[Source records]
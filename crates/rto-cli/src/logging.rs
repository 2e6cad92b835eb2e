//! Log output for the CLI. Everything goes to stderr so stdout stays clean
//! for codec output.

use tracing_subscriber::{fmt, prelude::*, EnvFilter};

/// Install the global subscriber. `RUST_LOG` takes precedence over `-v`.
pub fn init_tracing(verbose: u8) {
    let level = match verbose {
        0 => "warn",
        1 => "info",
        2 => "debug",
        _ => "trace",
    };
    let filter = EnvFilter::try_from_default_env().unwrap_or_else(|_| EnvFilter::new(level));
    let _ = tracing_subscriber::registry()
        .with(fmt::layer().with_writer(std::io::stderr).with_target(true).with_level(true))
        .with(filter)
        .try_init();
}
//! Single-line JSON header: `{"v":"1.2","m":{token:word},"ext":tag}` + `\n`.

use std::collections::BTreeMap;
use std::sync::LazyLock;

use regex::bytes::Regex;
use rto_core::{Tier, Token};
use serde::{Deserialize, Serialize};
use serde_json::Value;
use thiserror::Error;

use crate::dictionary::LocalDictionary;

pub const FORMAT_VERSION: &str = "1.2";

/// Trailer appended to the body of artifacts written with fuzzing enabled.
static FUZZ_TRAILER: LazyLock<Regex> =
    LazyLock::new(|| Regex::new(r"(?-u)\n\n\[FUZZ:.*?\]\s*\z").unwrap());

#[derive(Error, Debug)]
pub enum HeaderError {
    #[error("no newline terminating the header")]
    MissingNewline,
    #[error("malformed header: {0}")]
    Malformed(#[from] serde_json::Error),
    #[error("invalid local token in header: {0}")]
    InvalidLocalToken(String),
}

/// File metadata preserved alongside the dictionary.
#[derive(Debug, Clone, Default, PartialEq, Serialize, Deserialize)]
pub struct FileMeta {
    #[serde(default, skip_serializing_if = "Option::is_none")]
    pub name: Option<String>,
    #[serde(default, skip_serializing_if = "Option::is_none")]
    pub mtime: Option<f64>,
    #[serde(default, skip_serializing_if = "Option::is_none")]
    pub mode: Option<u32>,
}

impl FileMeta {
    pub fn is_empty(&self) -> bool {
        self.name.is_none() && self.mtime.is_none() && self.mode.is_none()
    }
}

#[derive(Debug, Clone, PartialEq)]
pub struct Header {
    pub version: String,
    pub local: LocalDictionary,
    /// Language tag selecting the type table; empty when none.
    pub language: String,
    pub meta: Option<FileMeta>,
    /// Set when the body ends in a `[FUZZ:...]` trailer that is not part of
    /// the original bytes.
    pub fuzzed: bool,
}

/// Wire shape of the header line.
#[derive(Serialize, Deserialize)]
struct RawHeader {
    v: String,
    #[serde(default, alias = "map")]
    m: BTreeMap<String, String>,
    #[serde(default, skip_serializing_if = "String::is_empty")]
    ext: String,
    #[serde(default, skip_serializing_if = "Option::is_none")]
    meta: Option<FileMeta>,
    #[serde(default, skip_serializing_if = "Option::is_none")]
    f: Option<Value>,
    #[serde(default, skip_serializing)]
    fuzzed: Option<Value>,
}

/// JSON truthiness, as used by the flag fields.
fn is_truthy(value: Option<&Value>) -> bool {
    match value {
        None | Some(Value::Null) => false,
        Some(Value::Bool(b)) => *b,
        Some(Value::Number(n)) => n.as_f64().is_some_and(|n| n != 0.0),
        Some(Value::String(s)) => !s.is_empty(),
        Some(Value::Array(a)) => !a.is_empty(),
        Some(Value::Object(o)) => !o.is_empty(),
    }
}

/// Drop a trailing `\n\n[FUZZ:...]` block, plus any whitespace after it.
pub fn strip_fuzz_trailer(body: &[u8]) -> &[u8] {
    match FUZZ_TRAILER.find(body) {
        Some(m) => &body[..m.start()],
        None => body,
    }
}

impl Header {
    pub fn new(local: LocalDictionary, language: impl Into<String>) -> Self {
        Self {
            version: FORMAT_VERSION.to_string(),
            local,
            language: language.into(),
            meta: None,
            fuzzed: false,
        }
    }

    pub fn with_meta(mut self, meta: FileMeta) -> Self {
        self.meta = (!meta.is_empty()).then_some(meta);
        self
    }

    /// Serialize to one line, newline included.
    pub fn encode(&self) -> Vec<u8> {
        let raw = RawHeader {
            v: self.version.clone(),
            m: self.local.iter().map(|(t, w)| (t.to_string(), w.to_string())).collect(),
            ext: self.language.clone(),
            meta: self.meta.clone(),
            f: self.fuzzed.then(|| Value::from(1)),
            fuzzed: None,
        };
        // Compact JSON escapes control characters, so no raw newline leaks in.
        let mut line = serde_json::to_vec(&raw)
            .unwrap_or_else(|_| format!(r#"{{"v":"{FORMAT_VERSION}","m":{{}}}}"#).into_bytes());
        line.push(b'\n');
        line
    }

    /// Parse a header line (without its newline).
    pub fn parse(line: &[u8]) -> Result<Self, HeaderError> {
        let raw: RawHeader = serde_json::from_slice(line)?;
        let mut local = LocalDictionary::new();
        for (key, word) in raw.m {
            match Token::parse(&key) {
                Some(token) if token.tier == Tier::Local => local.insert(token.index, word),
                _ => return Err(HeaderError::InvalidLocalToken(key)),
            }
        }
        Ok(Self {
            version: raw.v,
            local,
            language: raw.ext,
            meta: raw.meta,
            fuzzed: is_truthy(raw.f.as_ref()) || is_truthy(raw.fuzzed.as_ref()),
        })
    }

    /// Split an artifact into its header and body at the first newline.
    pub fn decode(input: &[u8]) -> Result<(Self, &[u8]), HeaderError> {
        let newline = input
            .iter()
            .position(|&b| b == b'\n')
            .ok_or(HeaderError::MissingNewline)?;
        let header = Self::parse(&input[..newline])?;
        Ok((header, &input[newline + 1..]))
    }
}

impl Default for Header {
    fn default() -> Self {
        Self::new(LocalDictionary::new(), "")
    }
}
//! rto - reversible text optimizer.
//!
//! Thin command-line wrapper around `rto-codec`: stdin/stdout compress and
//! expand, dictionary listings, content analysis and batch round-trip checks.

use anyhow::Result;
use clap::Parser;

mod cli;
mod language;
mod logging;
mod verify;

fn main() -> Result<()> {
    let cli = cli::Cli::parse();
    logging::init_tracing(cli.verbose);
    cli::run(cli)
}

▶ [REQUIRED ACTION]
Every line in the entries above that mentions the word "BTreeMap" must be shown.

▶ [RESULT OF THE TASK]
use std::collections::BTreeMap;
    m: BTreeMap<String, String>,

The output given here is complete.